▶ _YOUR INSTRUCTIONS_
Each line of the data must be set down again without a single difference.

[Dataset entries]
◆ ◆ ◆ ◆ ◆ ◆ ◆
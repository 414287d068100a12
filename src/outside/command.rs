use std::process::{Command, Output, Stdio};

use bitflags::bitflags;
use tracing::{debug, trace, Level};

use crate::result::{bail, Error, Result};

pub const YT_DL: &str = "youtube-dl";
pub const YT_DLP: &str = "yt-dlp";
pub const FFMPEG: &str = "ffmpeg";
pub const FFPROBE: &str = "ffprobe";
pub const FFXXX_DEFAULT_ARGS: [&str; 3] = ["-hide_banner", "-loglevel", "error"];

bitflags! {
    #[derive(Debug, Clone, Copy, PartialEq, Eq)]
    pub struct Capture: u8 {
        const STDIN = 0b0000001;
        const STDOUT = 0b0000010;
        const STDERR = 0b0000100;
    }
}

/// Run a command, returning its raw output handle.
///
/// IO handles will be captured only if the caller required it or if the log level is Debug.
/// In that last case, `stdout` and `stderr` will be logged.
///
/// The function returns an error only if the command failed to execute.
/// If the program runs but returns a non-0 status code, it will not trigger an error.
pub fn run_command<F: FnOnce(&mut Command) -> &mut Command>(
    program: &str,
    f: F,
    capture: Capture,
) -> Result<Output> {
    let is_debug = tracing::enabled!(Level::DEBUG);
    let get_io = |capture| {
        if capture {
            Stdio::piped()
        } else {
            Stdio::null()
        }
    };

    let mut cmd = Command::new(program);
    let cmd = f(&mut cmd)
        .stdin(get_io(capture.contains(Capture::STDIN)))
        .stdout(get_io(is_debug || capture.contains(Capture::STDOUT)))
        .stderr(get_io(is_debug || capture.contains(Capture::STDERR)));

    debug!("Executing command: {cmd:?}");
    let res = cmd
        .output()
        .map_err(|err| Error::from(err).wrap_err_with(|| format!("Could not run {program}")))?;

    if is_debug {
        debug!("status: {}", res.status);
        debug!("stdout: {} bytes long", res.stdout.len());
        trace!("stdout: {:?}", String::from_utf8_lossy(&res.stdout));
        debug!("stderr: {} bytes long", res.stderr.len());
        trace!("stderr: {:?}", String::from_utf8_lossy(&res.stderr));
    }

    Ok(res)
}

/// Run the command and verify that it has returned a success status code.
///
/// On failure, the error message carries the program's `stderr`.
pub fn assert_success_command<F: FnOnce(&mut Command) -> &mut Command>(
    program: &str,
    f: F,
) -> Result<()> {
    let res = run_command(program, f, Capture::STDERR)?;
    check_status(program, &res)
}

/// Turn a non-0 status code into an error
pub fn check_status(program: &str, res: &Output) -> Result<()> {
    if res.status.success() {
        Ok(())
    } else {
        let stderr = String::from_utf8_lossy(&res.stderr);
        bail(format!(
            "{program} did run but was not successful ({}): {}",
            res.status,
            stderr.trim()
        ))
    }
}
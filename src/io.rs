use std::path::Path;

use miette::{Context, IntoDiagnostic, Result};
use tempfile::NamedTempFile;
use tracing::{debug, warn};

use crate::types::Container;

/// Make sure the directory exists and is empty.
pub fn reset_dir(dir: &Path) -> Result<()> {
    if dir.exists() {
        debug!("Removing the content of {}", dir.display());
        std::fs::remove_dir_all(dir)
            .into_diagnostic()
            .wrap_err_with(|| format!("Could not remove {}", dir.display()))?;
    }

    std::fs::create_dir_all(dir)
        .into_diagnostic()
        .wrap_err_with(|| format!("Could not create {}", dir.display()))
}

/// Remove a file that may or may not exist, only logging failures.
pub fn remove_leftover(path: &Path) {
    if path.exists() {
        if let Err(err) = std::fs::remove_file(path) {
            warn!("Could not remove leftover file {}: {err}", path.display());
        }
    }
}

/// Create a named temporary file in the directory and return its handle.
///
/// The file destructor will be called at the handle drop.
/// **As such, one must not simply get the file path and drop the handle.**
pub fn named_tempfile_in(dir: &Path, container: Container) -> Result<NamedTempFile> {
    tempfile::Builder::new()
        .prefix(".clipreel-")
        .suffix(container.with_dot())
        .tempfile_in(dir)
        .into_diagnostic()
        .wrap_err_with(|| format!("Could not create a temporary file in {}", dir.display()))
}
◆ ◆ ◆ ◆ ◆ ◆ ◆
▶ _TASK OUTPUT_
repository 414287d068100a12
filename src/outside/command.rs
use std::process::{Command, Output, Stdio};

use bitflags::bitflags;
use tracing::{debug, trace, Level};

use crate::result::{bail, Error, Result};

pub const YT_DL: &str = "youtube-dl";
pub const YT_DLP: &str = "yt-dlp";
pub const FFMPEG: &str = "ffmpeg";
pub const FFPROBE: &str = "ffprobe";
pub const FFXXX_DEFAULT_ARGS: [&str; 3] = ["-hide_banner", "-loglevel", "error"];

bitflags! {
    #[derive(Debug, Clone, Copy, PartialEq, Eq)]
    pub struct Capture: u8 {
        const STDIN = 0b0000001;
        const STDOUT = 0b0000010;
        const STDERR = 0b0000100;
    }
}

/// Run a command, returning its raw output handle.
///
/// IO handles will be captured only if the caller required it or if the log level is Debug.
/// In that last case, `stdout` and `stderr` will be logged.
///
/// The function returns an error only if the command failed to execute.
/// If the program runs but returns a non-0 status code, it will not trigger an error.
pub fn run_command<F: FnOnce(&mut Command) -> &mut Command>(
    program: &str,
    f: F,
    capture: Capture,
) -> Result<Output> {
    let is_debug = tracing::enabled!(Level::DEBUG);
    let get_io = |capture| {
        if capture {
            Stdio::piped()
        } else {
            Stdio::null()
        }
    };

    let mut cmd = Command::new(program);
    let cmd = f(&mut cmd)
        .stdin(get_io(capture.contains(Capture::STDIN)))
        .stdout(get_io(is_debug || capture.contains(Capture::STDOUT)))
        .stderr(get_io(is_debug || capture.contains(Capture::STDERR)));

    debug!("Executing command: {cmd:?}");
    let res = cmd
        .output()
        .map_err(|err| Error::from(err).wrap_err_with(|| format!("Could not run {program}")))?;

    if is_debug {
        debug!("status: {}", res.status);
        debug!("stdout: {} bytes long", res.stdout.len());
        trace!("stdout: {:?}", String::from_utf8_lossy(&res.stdout));
        debug!("stderr: {} bytes long", res.stderr.len());
        trace!("stderr: {:?}", String::from_utf8_lossy(&res.stderr));
    }

    Ok(res)
}

/// Run the command and verify that it has returned a success status code.
///
/// On failure, the error message carries the program's `stderr`.
pub fn assert_success_command<F: FnOnce(&mut Command) -> &mut Command>(
    program: &str,
    f: F,
) -> Result<()> {
    let res = run_command(program, f, Capture::STDERR)?;
    check_status(program, &res)
}

/// Turn a non-0 status code into an error
pub fn check_status(program: &str, res: &Output) -> Result<()> {
    if res.status.success() {
        Ok(())
    } else {
        let stderr = String::from_utf8_lossy(&res.stderr);
        bail(format!(
            "{program} did run but was not successful ({}): {}",
            res.status,
            stderr.trim()
        ))
    }
}
filename src/io.rs
use std::path::Path;

use miette::{Context, IntoDiagnostic, Result};
use tempfile::NamedTempFile;
use tracing::{debug, warn};

use crate::types::Container;

/// Make sure the directory exists and is empty.
pub fn reset_dir(dir: &Path) -> Result<()> {
    if dir.exists() {
        debug!("Removing the content of {}", dir.display());
        std::fs::remove_dir_all(dir)
            .into_diagnostic()
            .wrap_err_with(|| format!("Could not remove {}", dir.display()))?;
    }

    std::fs::create_dir_all(dir)
        .into_diagnostic()
        .wrap_err_with(|| format!("Could not create {}", dir.display()))
}

/// Remove a file that may or may not exist, only logging failures.
pub fn remove_leftover(path: &Path) {
    if path.exists() {
        if let Err(err) = std::fs::remove_file(path) {
            warn!("Could not remove leftover file {}: {err}", path.display());
        }
    }
}

/// Create a named temporary file in the directory and return its handle.
///
/// The file destructor will be called at the handle drop.
/// **As such, one must not simply get the file path and drop the handle.**
pub fn named_tempfile_in(dir: &Path, container: Container) -> Result<NamedTempFile> {
    tempfile::Builder::new()
        .prefix(".clipreel-")
        .suffix(container.with_dot())
        .tempfile_in(dir)
        .into_diagnostic()
        .wrap_err_with(|| format!("Could not create a temporary file in {}", dir.display()))
}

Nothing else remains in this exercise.